Punir os vulneráveis

De fato, é contra esse pano de fundo, e não o legado mais benigno de adolescentes errantes ou patriotismo induzido pela guerra, que precisamos ler os toques de recolher agora porque as pessoas que mais prejudicam ainda são populações marginalizadas. De profissionais do sexo a pessoas que dormem mal, de trabalhadores migrantes a vítimas de violência doméstica, a punição do toque de recolher a pessoas já vulneráveis ​​não é um artefato histórico.

Mas isso não é tudo. Há evidências que sugerem que os toques de recolher têm pouco efeito sobre dinâmica da doença, especialmente quando outras medidas, como restringir grandes reuniões ou fechamento de negócios, já estão em vigor. Como resultado, a imposição de toques de recolher fez soar o alarme. Não só os toques de recolher provocam o que os cientistas sociais chamam de "reatância" – um sentimento de raiva que leva à não adesão – mas também pode motivar as pessoas a mudar as atividades da noite para o dia. Exatamente isso aconteceu em cidades como Detroit, onde a estatística inicialmente promissora, de que o toque de recolher em jovens reduziu a quantidade de crimes à noite em 7%, foi recebida com a mais preocupante: que, no mesmo período, os crimes diurnos aumentaram 13%.

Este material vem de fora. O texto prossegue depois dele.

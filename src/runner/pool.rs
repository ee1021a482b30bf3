//! Bounded worker pool shared by every step a runner executes.

use std::sync::Arc;

use tokio::sync::Semaphore;

/// Default number of steps allowed to run at once.
pub const DEFAULT_MAX_WORKERS: usize = 4;

/// Fixed-width pool of execution slots.
///
/// Acquired once per runner and closed on [`shutdown`](Self::shutdown) or
/// drop; steps waiting for a slot after that fail instead of hanging.
#[derive(Debug)]
pub struct WorkerPool {
    permits: Arc<Semaphore>,
    width: usize,
}

impl WorkerPool {
    pub fn new(width: usize) -> Self {
        let width = width.max(1);
        Self {
            permits: Arc::new(Semaphore::new(width)),
            width,
        }
    }

    pub fn width(&self) -> usize {
        self.width
    }

    /// Slots not currently held by a running step
    pub fn available(&self) -> usize {
        self.permits.available_permits()
    }

    pub fn is_shutdown(&self) -> bool {
        self.permits.is_closed()
    }

    /// Close the pool. Steps already holding a slot run to completion.
    pub fn shutdown(&self) {
        if !self.permits.is_closed() {
            tracing::debug!(width = self.width, "Worker pool shut down");
            self.permits.close();
        }
    }

    pub(crate) fn permits(&self) -> Arc<Semaphore> {
        Arc::clone(&self.permits)
    }
}

impl Default for WorkerPool {
    fn default() -> Self {
        Self::new(DEFAULT_MAX_WORKERS)
    }
}

impl Drop for WorkerPool {
    fn drop(&mut self) {
        self.permits.close();
    }
}
//! Tool registry - name to handler lookup and dispatch

use std::collections::HashMap;
use std::sync::Arc;

use async_trait::async_trait;
use serde_json::Value;

use super::{DryRunTool, ToolError, ToolHandler, ToolInvoker};
use crate::domain::{ExecutionStep, RunContext, StepResults, ToolName};

/// Dispatches steps to registered handlers by tool name
#[derive(Clone, Default)]
pub struct ToolRegistry {
    handlers: HashMap<String, Arc<dyn ToolHandler>>,
}

impl ToolRegistry {
    /// Create an empty registry
    pub fn new() -> Self {
        Self::default()
    }

    /// Registry with a dry-run handler for every tool in the vocabulary
    pub fn dry_run() -> Self {
        let mut registry = Self::new();
        for tool in ToolName::ALL {
            registry.register(Arc::new(DryRunTool::new(tool.as_str())));
        }
        registry
    }

    /// Add or replace a handler
    pub fn register(&mut self, handler: Arc<dyn ToolHandler>) {
        self.handlers.insert(handler.name().to_string(), handler);
    }

    /// Builder form of [`register`](Self::register)
    pub fn with_handler(mut self, handler: Arc<dyn ToolHandler>) -> Self {
        self.register(handler);
        self
    }

    /// Check if a tool exists
    pub fn has_tool(&self, name: &str) -> bool {
        self.handlers.contains_key(name)
    }

    /// Registered tool names, sorted
    pub fn tool_names(&self) -> Vec<&str> {
        let mut names: Vec<&str> = self.handlers.keys().map(|s| s.as_str()).collect();
        names.sort_unstable();
        names
    }
}

#[async_trait]
impl ToolInvoker for ToolRegistry {
    async fn invoke(&self, step: &ExecutionStep, ctx: &RunContext, prior: &StepResults) -> Result<Value, ToolError> {
        let handler = self
            .handlers
            .get(&step.tool_name)
            .ok_or_else(|| ToolError::UnknownTool(step.tool_name.clone()))?;
        handler.run(step, ctx, prior).await
    }
}

#[cfg(test)]
mod tests {
    use super::*;
    use serde_json::json;
    use std::collections::BTreeMap;

    struct Constant;

    #[async_trait]
    impl ToolHandler for Constant {
        fn name(&self) -> &str {
            "constant"
        }

        async fn run(&self, _step: &ExecutionStep, _ctx: &RunContext, _prior: &StepResults) -> Result<Value, ToolError> {
            Ok(json!(42))
        }
    }

    fn ctx() -> RunContext {
        RunContext::new("trace-test", "q")
    }

    #[tokio::test]
    async fn test_dispatches_to_registered_handler() {
        let registry = ToolRegistry::new().with_handler(Arc::new(Constant));
        let step = ExecutionStep::new(1, "constant", BTreeMap::new(), 10);
        let value = registry.invoke(&step, &ctx(), &StepResults::new()).await.unwrap();
        assert_eq!(value, json!(42));
    }

    #[tokio::test]
    async fn test_unknown_tool() {
        let registry = ToolRegistry::new();
        let step = ExecutionStep::new(1, "drill_well", BTreeMap::new(), 10);
        let err = registry.invoke(&step, &ctx(), &StepResults::new()).await.unwrap_err();
        assert!(matches!(err, ToolError::UnknownTool(name) if name == "drill_well"));
    }

    #[test]
    fn test_dry_run_registers_vocabulary() {
        let registry = ToolRegistry::dry_run();
        for tool in ToolName::ALL {
            assert!(registry.has_tool(tool.as_str()));
        }
        assert_eq!(registry.tool_names().len(), ToolName::ALL.len());
    }
}
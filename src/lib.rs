//! Wellflow - multi-tool query orchestration for well-data requests
//!
//! A query flows strictly downstream through four components:
//! detector (intent) -> planner (dependency-aware plan) -> runner (bounded,
//! group-ordered execution) -> synthesizer (one response). The
//! [`strategy::MultiToolStrategy`] composes them over a caller's workflow state.

pub mod config;
pub mod detector;
pub mod domain;
pub mod error;
pub mod id;
pub mod planner;
pub mod runner;
pub mod strategy;
pub mod synthesis;
pub mod tools;

pub use error::{OrchestrationError, Result};
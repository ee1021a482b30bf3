//! Structured intent extracted from a free-text request.

use std::collections::BTreeMap;

use serde::{Deserialize, Serialize};
use serde_json::Value;

use super::tool::ToolName;

/// Parameter key holding the list of target well identifiers.
pub const WELL_IDS_PARAM: &str = "well_ids";

/// Parameter key holding a single target well identifier on a per-entity step.
pub const WELL_ID_PARAM: &str = "well_id";

/// What a request asks for: the tools to run, their parameters, and the
/// action verbs that were recognized. Built once per query.
#[derive(Debug, Clone, Default, PartialEq, Serialize, Deserialize)]
pub struct Intent {
    tools: Vec<ToolName>,
    parameters: BTreeMap<String, Value>,
    actions: Vec<String>,
}

impl Intent {
    /// Create an intent from its parts.
    pub fn new(tools: Vec<ToolName>, parameters: BTreeMap<String, Value>, actions: Vec<String>) -> Self {
        Self {
            tools,
            parameters,
            actions,
        }
    }

    /// An intent that requires no tools.
    pub fn empty() -> Self {
        Self::default()
    }

    /// Convenience constructor for an intent targeting a set of wells.
    pub fn for_wells<S: AsRef<str>>(tools: Vec<ToolName>, well_ids: &[S]) -> Self {
        let mut parameters = BTreeMap::new();
        if !well_ids.is_empty() {
            let ids = well_ids.iter().map(|id| Value::String(id.as_ref().to_string())).collect();
            parameters.insert(WELL_IDS_PARAM.to_string(), Value::Array(ids));
        }
        Self::new(tools, parameters, Vec::new())
    }

    pub fn tools(&self) -> &[ToolName] {
        &self.tools
    }

    pub fn parameters(&self) -> &BTreeMap<String, Value> {
        &self.parameters
    }

    pub fn actions(&self) -> &[String] {
        &self.actions
    }

    /// Well identifiers from the `well_ids` parameter, in order.
    pub fn well_ids(&self) -> Vec<String> {
        self.parameters
            .get(WELL_IDS_PARAM)
            .and_then(Value::as_array)
            .map(|ids| ids.iter().filter_map(Value::as_str).map(String::from).collect())
            .unwrap_or_default()
    }

    pub fn is_empty(&self) -> bool {
        self.tools.is_empty()
    }
}
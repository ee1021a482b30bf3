//! ID generation utilities for wellflow
//!
//! Provides timestamps and correlation identifiers for orchestration calls.

use uuid::Uuid;

/// Get current timestamp in milliseconds since Unix epoch
pub fn now_ms() -> u64 {
    chrono::Utc::now().timestamp_millis().max(0) as u64
}

/// Generate a trace ID for one orchestration call
///
/// Format: `trace-{timestamp_ms}-{random_hex}`
/// Example: `trace-1738300800123-a1b2c3d4`
pub fn generate_trace_id() -> String {
    let random = Uuid::new_v4().simple().to_string();
    format!("trace-{}-{}", now_ms(), &random[..8])
}
//! CLI command definitions using clap.
//!
//! Defines the main CLI structure and subcommands:
//! - detect: show whether a query needs several tools, and the extracted intent
//! - plan: show the execution plan for a query
//! - run: plan and execute a query against the dry-run tools

use clap::{Parser, Subcommand};
use std::path::PathBuf;

/// Wellflow - multi-tool orchestration for well-data queries
#[derive(Parser, Debug)]
#[command(name = "wellflow")]
#[command(author, version, about, long_about = None)]
pub struct Cli {
    /// Optional config file path
    #[arg(short, long, global = true)]
    pub config: Option<PathBuf>,

    /// Verbose output
    #[arg(short, long, global = true)]
    pub verbose: bool,

    /// Subcommand to execute
    #[command(subcommand)]
    pub command: Commands,
}

impl Cli {
    /// Check if verbose mode is enabled
    pub fn is_verbose(&self) -> bool {
        self.verbose
    }
}

/// Main subcommands
#[derive(Subcommand, Debug)]
pub enum Commands {
    /// Detect whether a query needs multi-tool handling
    Detect {
        /// Natural-language query
        query: String,
    },

    /// Build and print the execution plan for a query
    Plan {
        /// Natural-language query
        query: String,

        /// Print the plan as JSON
        #[arg(short, long)]
        json: bool,
    },

    /// Plan, execute with dry-run tools and synthesize a response
    Run {
        /// Natural-language query
        query: String,

        /// Also print the raw step results as JSON
        #[arg(short, long)]
        json: bool,
    },
}
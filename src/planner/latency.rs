//! Per-tool latency estimates.

use std::collections::BTreeMap;

use crate::config::PlannerConfig;
use crate::domain::ToolName;

/// Built-in estimate for a known tool, in milliseconds.
pub fn default_latency_ms(tool: ToolName) -> u64 {
    match tool {
        ToolName::QueryWellData => 1000,
        ToolName::ValidateWellData => 2000,
        ToolName::ComputeStatistics => 1500,
        ToolName::CompareWells => 3000,
        ToolName::ExportResults => 1000,
        ToolName::SummarizeResults => 1200,
    }
}

/// Lookup table: configured overrides, then built-ins, then a fallback.
#[derive(Debug, Clone)]
pub struct LatencyTable {
    overrides: BTreeMap<String, u64>,
    fallback_ms: u64,
}

impl LatencyTable {
    pub fn new(fallback_ms: u64) -> Self {
        Self {
            overrides: BTreeMap::new(),
            fallback_ms: fallback_ms.max(1),
        }
    }

    pub fn from_config(config: &PlannerConfig) -> Self {
        let mut table = Self::new(config.default_latency_ms);
        for (tool, ms) in &config.latency_overrides {
            table = table.with_override(tool, *ms);
        }
        table
    }

    /// Replace the estimate for one tool. Zero is clamped to 1ms.
    pub fn with_override(mut self, tool: impl Into<String>, ms: u64) -> Self {
        self.overrides.insert(tool.into(), ms.max(1));
        self
    }

    pub fn estimate(&self, tool_name: &str) -> u64 {
        if let Some(ms) = self.overrides.get(tool_name) {
            return *ms;
        }
        tool_name
            .parse::<ToolName>()
            .map(default_latency_ms)
            .unwrap_or(self.fallback_ms)
    }
}

impl Default for LatencyTable {
    fn default() -> Self {
        Self::from_config(&PlannerConfig::default())
    }
}

#[cfg(test)]
mod tests {
    use super::*;

    #[test]
    fn test_builtin_estimates() {
        let table = LatencyTable::default();
        assert_eq!(table.estimate("validate_well_data"), 2000);
        assert_eq!(table.estimate("compare_wells"), 3000);
    }

    #[test]
    fn test_unknown_tool_uses_fallback() {
        let table = LatencyTable::new(750);
        assert_eq!(table.estimate("core_photo_lookup"), 750);
    }

    #[test]
    fn test_override_wins() {
        let table = LatencyTable::default().with_override("compare_wells", 4500);
        assert_eq!(table.estimate("compare_wells"), 4500);
        assert_eq!(table.estimate("export_results"), 1000);
    }

    #[test]
    fn test_estimates_are_positive() {
        let table = LatencyTable::new(0).with_override("export_results", 0);
        assert_eq!(table.estimate("unknown"), 1);
        assert_eq!(table.estimate("export_results"), 1);
        for tool in ToolName::ALL {
            assert!(table.estimate(tool.as_str()) > 0);
        }
    }

    #[test]
    fn test_from_config() {
        let mut config = PlannerConfig::default();
        config.default_latency_ms = 900;
        config.latency_overrides.insert("summarize_results".into(), 2500);
        let table = LatencyTable::from_config(&config);
        assert_eq!(table.estimate("summarize_results"), 2500);
        assert_eq!(table.estimate("mystery"), 900);
    }
}
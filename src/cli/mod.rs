//! CLI module for wellflow - command-line interface and subcommands.

pub mod commands;

pub use commands::Cli;
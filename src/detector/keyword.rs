//! Keyword and pattern based intent detection.

use std::collections::BTreeMap;
use std::sync::LazyLock;

use regex::Regex;
use serde_json::Value;

use super::IntentDetector;
use super::vocabulary::{Action, DEFAULT_TOOL, actions_in};
use crate::domain::{Intent, ToolName, WELL_IDS_PARAM};

/// Parameter key holding log-curve mnemonics named in the query.
pub const CURVES_PARAM: &str = "curves";

static SEQUENCING_RE: LazyLock<Regex> = LazyLock::new(|| {
    Regex::new(r"(?i)\b(and then|then|after|afterwards|followed by|next)\b")
        .expect("SEQUENCING_RE is a compile-time constant")
});

static BATCH_RE: LazyLock<Regex> = LazyLock::new(|| {
    Regex::new(r"(?i)\bfor (each|every)\b|\b(all|every|each|both)\s+(the\s+)?(wells?|curves?|logs?|formations?)\b")
        .expect("BATCH_RE is a compile-time constant")
});

/// NPD-style well names: `15/9-13`, `16/1-2`, `15/9-F-11`, `15/9-19A`.
static WELL_ID_RE: LazyLock<Regex> = LazyLock::new(|| {
    Regex::new(r"\b\d{1,2}/\d{1,2}-(?:[A-Z]{1,2}-)?\d{1,3}[A-Z]?\b").expect("WELL_ID_RE is a compile-time constant")
});

static CURVE_RE: LazyLock<Regex> = LazyLock::new(|| {
    Regex::new(r"\b(GR|RHOB|NPHI|DT|DTS|RT|RDEP|RMED|CALI|PEF|SP)\b").expect("CURVE_RE is a compile-time constant")
});

/// Which signal families fired for a query.
#[derive(Debug, Clone, Default, PartialEq, Eq)]
pub struct DetectionSignals {
    pub sequencing: bool,
    pub batch_quantifier: bool,
    pub multiple_entities: bool,
    pub action_list: bool,
}

impl DetectionSignals {
    pub fn any(&self) -> bool {
        self.sequencing || self.batch_quantifier || self.multiple_entities || self.action_list
    }
}

/// Deterministic detector over conjunctions, quantifiers, well ids and verbs.
#[derive(Debug, Clone, Default)]
pub struct KeywordDetector;

impl KeywordDetector {
    pub fn new() -> Self {
        Self
    }

    /// Evaluate each signal family independently.
    pub fn signals(&self, query: &str) -> DetectionSignals {
        DetectionSignals {
            sequencing: SEQUENCING_RE.is_match(query),
            batch_quantifier: BATCH_RE.is_match(query),
            multiple_entities: well_ids_in(query).len() >= 2,
            action_list: has_action_list(query),
        }
    }
}

impl IntentDetector for KeywordDetector {
    fn is_multi_tool(&self, query: &str) -> bool {
        let signals = self.signals(query);
        tracing::debug!(?signals, "Multi-tool detection");
        signals.any()
    }

    fn extract_intent(&self, query: &str) -> Intent {
        let actions = actions_in(query);

        let mut tools: Vec<ToolName> = actions.iter().map(Action::tool).collect();
        tools.sort_by_key(ToolName::pipeline_rank);
        tools.dedup();
        if tools.is_empty() {
            tools.push(DEFAULT_TOOL);
        }

        let mut parameters = BTreeMap::new();
        let well_ids = well_ids_in(query);
        if !well_ids.is_empty() {
            parameters.insert(
                WELL_IDS_PARAM.to_string(),
                Value::Array(well_ids.into_iter().map(Value::String).collect()),
            );
        }
        let curves = curves_in(query);
        if !curves.is_empty() {
            parameters.insert(
                CURVES_PARAM.to_string(),
                Value::Array(curves.into_iter().map(Value::String).collect()),
            );
        }

        let actions = actions.iter().map(|a| a.as_str().to_string()).collect();
        Intent::new(tools, parameters, actions)
    }
}

/// Distinct well ids in order of first appearance.
fn well_ids_in(query: &str) -> Vec<String> {
    distinct_matches(&WELL_ID_RE, query)
}

fn curves_in(query: &str) -> Vec<String> {
    distinct_matches(&CURVE_RE, query)
}

fn distinct_matches(re: &Regex, text: &str) -> Vec<String> {
    let mut found: Vec<String> = Vec::new();
    for m in re.find_iter(text) {
        if !found.iter().any(|f| f == m.as_str()) {
            found.push(m.as_str().to_string());
        }
    }
    found
}

/// A comma-separated list naming at least two distinct actions.
fn has_action_list(query: &str) -> bool {
    if !query.contains(',') {
        return false;
    }

    let mut segments_with_verbs = 0;
    let mut distinct: Vec<Action> = Vec::new();
    for segment in query.split(',') {
        let actions = actions_in(segment);
        if actions.is_empty() {
            continue;
        }
        segments_with_verbs += 1;
        for action in actions {
            if !distinct.contains(&action) {
                distinct.push(action);
            }
        }
    }

    segments_with_verbs >= 2 && distinct.len() >= 2
}
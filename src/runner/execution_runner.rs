//! Execution runner - runs a plan group by group on a bounded worker pool.
//!
//! Each parallel group is spawned into a `JoinSet`; every step waits for a
//! pool slot, sees a read-only snapshot of all earlier groups' results, and
//! always yields exactly one [`StepResult`]:
//! - `Ok` from the tool becomes a success with its duration
//! - `ToolError::UnknownTool` becomes an `unknown_tool` failure
//! - any other error or a panic becomes an `exception` failure
//! - a step still outstanding when the group timeout fires is aborted and
//!   recorded as a `timeout` failure

use std::any::Any;
use std::collections::BTreeSet;
use std::panic::AssertUnwindSafe;
use std::sync::Arc;
use std::time::{Duration, Instant};

use async_trait::async_trait;
use futures::FutureExt;
use tokio::sync::Semaphore;
use tokio::task::JoinSet;

use super::pool::WorkerPool;
use crate::config::RunnerConfig;
use crate::domain::{ExecutionPlan, ExecutionStep, FailureKind, RunContext, StepResult, StepResults};
use crate::error::{OrchestrationError, Result};
use crate::tools::{ToolError, ToolInvoker};

/// Default time a parallel group may run before its stragglers time out.
pub const DEFAULT_GROUP_TIMEOUT: Duration = Duration::from_secs(30);

/// Executes plans and returns one result per step
#[async_trait]
pub trait PlanExecutor: Send + Sync {
    /// Run every step of `plan`.
    ///
    /// Only a malformed plan or a shut-down pool is an error; step-level
    /// problems are recorded in the returned map.
    async fn execute(&self, plan: &ExecutionPlan, ctx: &RunContext) -> Result<StepResults>;
}

/// Group-ordered plan executor.
pub struct ExecutionRunner<T>
where
    T: ToolInvoker + 'static,
{
    /// Tool invocation seam
    invoker: Arc<T>,
    /// Bounded pool owned by this runner
    pool: WorkerPool,
    /// Per-group wait limit
    group_timeout: Duration,
}

impl<T> ExecutionRunner<T>
where
    T: ToolInvoker + 'static,
{
    /// Create a runner with the default pool width and group timeout.
    pub fn new(invoker: Arc<T>) -> Self {
        Self {
            invoker,
            pool: WorkerPool::default(),
            group_timeout: DEFAULT_GROUP_TIMEOUT,
        }
    }

    /// Create a runner from configuration.
    pub fn from_config(invoker: Arc<T>, config: &RunnerConfig) -> Self {
        Self {
            invoker,
            pool: WorkerPool::new(config.max_workers),
            group_timeout: Duration::from_millis(config.group_timeout_ms),
        }
    }

    /// Replace the worker pool with one of the given width.
    pub fn with_max_workers(mut self, max_workers: usize) -> Self {
        self.pool = WorkerPool::new(max_workers);
        self
    }

    pub fn with_group_timeout(mut self, timeout: Duration) -> Self {
        self.group_timeout = timeout;
        self
    }

    pub fn pool(&self) -> &WorkerPool {
        &self.pool
    }

    pub fn group_timeout(&self) -> Duration {
        self.group_timeout
    }

    /// Release the worker pool. Later executions fail with `PoolShutdown`.
    pub fn shutdown(&self) {
        self.pool.shutdown();
    }

    /// Run one group to completion or timeout.
    async fn run_group(
        &self,
        group: u32,
        steps: &[&ExecutionStep],
        prior: Arc<StepResults>,
        ctx: &Arc<RunContext>,
    ) -> StepResults {
        let mut set = JoinSet::new();
        for step in steps {
            let invoker = Arc::clone(&self.invoker);
            let permits = self.pool.permits();
            let step = (*step).clone();
            let prior = Arc::clone(&prior);
            let ctx = Arc::clone(ctx);
            set.spawn(async move { run_step(invoker, permits, step, ctx, prior).await });
        }

        let mut finished = StepResults::new();
        let drained = tokio::time::timeout(self.group_timeout, async {
            while let Some(joined) = set.join_next().await {
                match joined {
                    Ok(result) => {
                        finished.insert(result.step_id(), result);
                    }
                    Err(e) => {
                        tracing::error!(trace_id = %ctx.trace_id, group, error = %e, "Step task ended abnormally");
                    }
                }
            }
        })
        .await;

        let timed_out = drained.is_err();
        if timed_out {
            // Stragglers are cancelled at their next await point; late results are dropped
            set.abort_all();
            tracing::warn!(
                trace_id = %ctx.trace_id,
                group,
                timeout_ms = self.group_timeout.as_millis() as u64,
                outstanding = steps.len() - finished.len(),
                "Group timed out"
            );
        }

        for step in steps {
            if finished.contains_key(&step.step_id) {
                continue;
            }
            let result = if timed_out {
                StepResult::timeout(step.step_id, &step.tool_name, self.group_timeout.as_millis() as u64)
            } else {
                StepResult::failure(
                    FailureKind::Exception,
                    step.step_id,
                    &step.tool_name,
                    "Step task ended without producing a result",
                )
            };
            finished.insert(step.step_id, result);
        }

        finished
    }
}

#[async_trait]
impl<T> PlanExecutor for ExecutionRunner<T>
where
    T: ToolInvoker + 'static,
{
    async fn execute(&self, plan: &ExecutionPlan, ctx: &RunContext) -> Result<StepResults> {
        if plan.is_empty() {
            return Ok(StepResults::new());
        }
        plan.validate()?;
        if self.pool.is_shutdown() {
            return Err(OrchestrationError::PoolShutdown);
        }

        let started = Instant::now();
        let shared_ctx = Arc::new(ctx.clone());
        let mut results = StepResults::new();

        for (group, steps) in plan.groups() {
            tracing::debug!(trace_id = %ctx.trace_id, group, steps = steps.len(), "Starting group");
            let snapshot = Arc::new(results.clone());
            let group_results = self.run_group(group, &steps, snapshot, &shared_ctx).await;
            results.extend(group_results);
        }

        let expected: BTreeSet<u32> = plan.step_ids().into_iter().collect();
        let recorded: BTreeSet<u32> = results.keys().copied().collect();
        if expected != recorded {
            return Err(OrchestrationError::PlanInvariant(format!(
                "result ids {:?} do not match plan step ids {:?}",
                recorded, expected
            )));
        }

        let failed = results.values().filter(|r| !r.is_success()).count();
        tracing::info!(
            trace_id = %ctx.trace_id,
            steps = results.len(),
            failed,
            elapsed_ms = started.elapsed().as_millis() as u64,
            "Plan executed"
        );
        Ok(results)
    }
}

/// Run one step inside its own task; never panics, never errors.
async fn run_step<T>(
    invoker: Arc<T>,
    permits: Arc<Semaphore>,
    step: ExecutionStep,
    ctx: Arc<RunContext>,
    prior: Arc<StepResults>,
) -> StepResult
where
    T: ToolInvoker + ?Sized,
{
    let _permit = match permits.acquire_owned().await {
        Ok(permit) => permit,
        Err(_) => {
            return StepResult::failure(
                FailureKind::Exception,
                step.step_id,
                &step.tool_name,
                "Worker pool shut down before the step started",
            );
        }
    };

    let started = Instant::now();
    let outcome = AssertUnwindSafe(invoker.invoke(&step, &ctx, &prior)).catch_unwind().await;
    let duration_ms = started.elapsed().as_millis() as u64;

    match outcome {
        Ok(Ok(payload)) => {
            tracing::debug!(trace_id = %ctx.trace_id, step_id = step.step_id, tool = %step.tool_name, duration_ms, "Step succeeded");
            StepResult::success(step.step_id, step.tool_name, payload, duration_ms)
        }
        Ok(Err(ToolError::UnknownTool(name))) => {
            tracing::warn!(trace_id = %ctx.trace_id, step_id = step.step_id, tool = %name, "Unknown tool");
            StepResult::failure(
                FailureKind::UnknownTool,
                step.step_id,
                step.tool_name,
                format!("Unknown tool: {}", name),
            )
        }
        Ok(Err(e)) => {
            tracing::warn!(trace_id = %ctx.trace_id, step_id = step.step_id, tool = %step.tool_name, error = %e, "Step failed");
            StepResult::failure(
                FailureKind::Exception,
                step.step_id,
                step.tool_name,
                format!("{}: {}", e.kind_name(), e),
            )
        }
        Err(panic) => {
            let message = panic_message(panic.as_ref());
            tracing::error!(trace_id = %ctx.trace_id, step_id = step.step_id, tool = %step.tool_name, panic = %message, "Step panicked");
            StepResult::failure(
                FailureKind::Exception,
                step.step_id,
                step.tool_name,
                format!("Panic: {}", message),
            )
        }
    }
}

fn panic_message(payload: &(dyn Any + Send)) -> String {
    if let Some(s) = payload.downcast_ref::<&str>() {
        (*s).to_string()
    } else if let Some(s) = payload.downcast_ref::<String>() {
        s.clone()
    } else {
        "unknown panic payload".to_string()
    }
}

A doença, como o crime e a brutalidade policial, não observa distinção entre dia e noite. Com a certeza de que as pessoas encontrarão outras horas do dia para realizar as atividades que supostamente tornam a noite tão perigosa, o toque de recolher parece uma solução duvidosa. Baseada em uma lógica frágil, apoiada por evidências limitadas, capaz de fazer mais mal do que bem, e com a capacidade de perpetuar a estigmatização de longa data de certas pessoas, o toque de recolher talvez devesse ser relegado aos livros de história a que pertence.A Conversação

Sobre o autor

Agnes Arnold-Forster, Pesquisador, Centro de História em Saúde Pública, Escola de Higiene e Medicina Tropical de Londres e Caitjan Gainty, Conferencista sênior de História da Ciência, Tecnologia e Medicina, Faculdade Londres do rei

Este artigo foi republicado a partir de A Conversação sob uma licença Creative Commons. Leia o artigo original.